▸ PROMPT
Take the listing below and print exactly the lines starting at the line containing "pub fn title_candidates(content_type: ContentType, topic: &str)" and ending at the line containing "pub fn build_timestamps(profile: &LengthProfile)", both ends included, and no others.

▸ INPUT DATA
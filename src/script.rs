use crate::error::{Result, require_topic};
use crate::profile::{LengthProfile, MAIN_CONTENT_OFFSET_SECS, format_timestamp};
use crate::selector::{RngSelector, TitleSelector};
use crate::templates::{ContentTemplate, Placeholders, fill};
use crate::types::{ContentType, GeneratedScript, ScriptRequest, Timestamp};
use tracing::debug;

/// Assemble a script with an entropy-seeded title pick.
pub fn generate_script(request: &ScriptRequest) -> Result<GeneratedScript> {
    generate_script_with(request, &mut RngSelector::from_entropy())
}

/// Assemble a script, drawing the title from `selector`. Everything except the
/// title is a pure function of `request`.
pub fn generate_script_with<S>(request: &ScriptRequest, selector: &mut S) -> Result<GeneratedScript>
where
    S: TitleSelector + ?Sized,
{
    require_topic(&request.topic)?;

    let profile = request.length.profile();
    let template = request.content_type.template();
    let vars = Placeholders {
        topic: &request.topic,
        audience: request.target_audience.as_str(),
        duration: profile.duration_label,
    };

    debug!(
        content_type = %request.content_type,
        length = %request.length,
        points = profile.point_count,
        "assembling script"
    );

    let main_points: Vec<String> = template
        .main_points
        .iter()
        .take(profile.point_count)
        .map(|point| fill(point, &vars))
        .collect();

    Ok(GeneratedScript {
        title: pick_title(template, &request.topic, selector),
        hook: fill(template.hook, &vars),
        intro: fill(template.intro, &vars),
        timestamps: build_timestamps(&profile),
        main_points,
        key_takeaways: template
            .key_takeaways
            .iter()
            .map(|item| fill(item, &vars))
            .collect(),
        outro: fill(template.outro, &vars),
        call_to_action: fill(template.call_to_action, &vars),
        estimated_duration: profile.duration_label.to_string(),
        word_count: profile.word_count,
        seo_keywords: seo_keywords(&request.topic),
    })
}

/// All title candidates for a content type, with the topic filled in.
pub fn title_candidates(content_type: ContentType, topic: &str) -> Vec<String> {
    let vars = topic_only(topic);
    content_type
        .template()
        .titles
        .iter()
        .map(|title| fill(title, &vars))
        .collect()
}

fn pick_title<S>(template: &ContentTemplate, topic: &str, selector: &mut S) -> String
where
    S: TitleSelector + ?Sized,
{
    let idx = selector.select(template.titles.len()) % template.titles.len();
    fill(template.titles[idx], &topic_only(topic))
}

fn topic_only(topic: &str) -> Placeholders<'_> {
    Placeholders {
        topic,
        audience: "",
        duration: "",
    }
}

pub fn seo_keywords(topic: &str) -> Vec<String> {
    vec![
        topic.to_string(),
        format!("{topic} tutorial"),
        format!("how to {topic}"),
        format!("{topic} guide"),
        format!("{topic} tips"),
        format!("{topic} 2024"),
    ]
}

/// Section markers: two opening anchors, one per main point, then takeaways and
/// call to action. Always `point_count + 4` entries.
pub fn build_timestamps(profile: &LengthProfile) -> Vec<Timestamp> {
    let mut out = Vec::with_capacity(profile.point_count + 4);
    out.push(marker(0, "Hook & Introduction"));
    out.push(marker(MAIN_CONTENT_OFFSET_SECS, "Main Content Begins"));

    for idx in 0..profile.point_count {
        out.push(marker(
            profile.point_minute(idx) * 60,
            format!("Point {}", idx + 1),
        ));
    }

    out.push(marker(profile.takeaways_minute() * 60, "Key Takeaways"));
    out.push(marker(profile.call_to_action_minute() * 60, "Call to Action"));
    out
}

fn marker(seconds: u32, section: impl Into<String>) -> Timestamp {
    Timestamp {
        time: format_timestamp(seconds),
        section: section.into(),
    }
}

▸ RESULT OF THIS EXERCISE
pub fn title_candidates(content_type: ContentType, topic: &str) -> Vec<String> {
    let vars = topic_only(topic);
    content_type
        .template()
        .titles
        .iter()
        .map(|title| fill(title, &vars))
        .collect()
}

fn pick_title<S>(template: &ContentTemplate, topic: &str, selector: &mut S) -> String
where
    S: TitleSelector + ?Sized,
{
    let idx = selector.select(template.titles.len()) % template.titles.len();
    fill(template.titles[idx], &topic_only(topic))
}

fn topic_only(topic: &str) -> Placeholders<'_> {
    Placeholders {
        topic,
        audience: "",
        duration: "",
    }
}

pub fn seo_keywords(topic: &str) -> Vec<String> {
    vec![
        topic.to_string(),
        format!("{topic} tutorial"),
        format!("how to {topic}"),
        format!("{topic} guide"),
        format!("{topic} tips"),
        format!("{topic} 2024"),
    ]
}

/// Section markers: two opening anchors, one per main point, then takeaways and
/// call to action. Always `point_count + 4` entries.
pub fn build_timestamps(profile: &LengthProfile) -> Vec<Timestamp> {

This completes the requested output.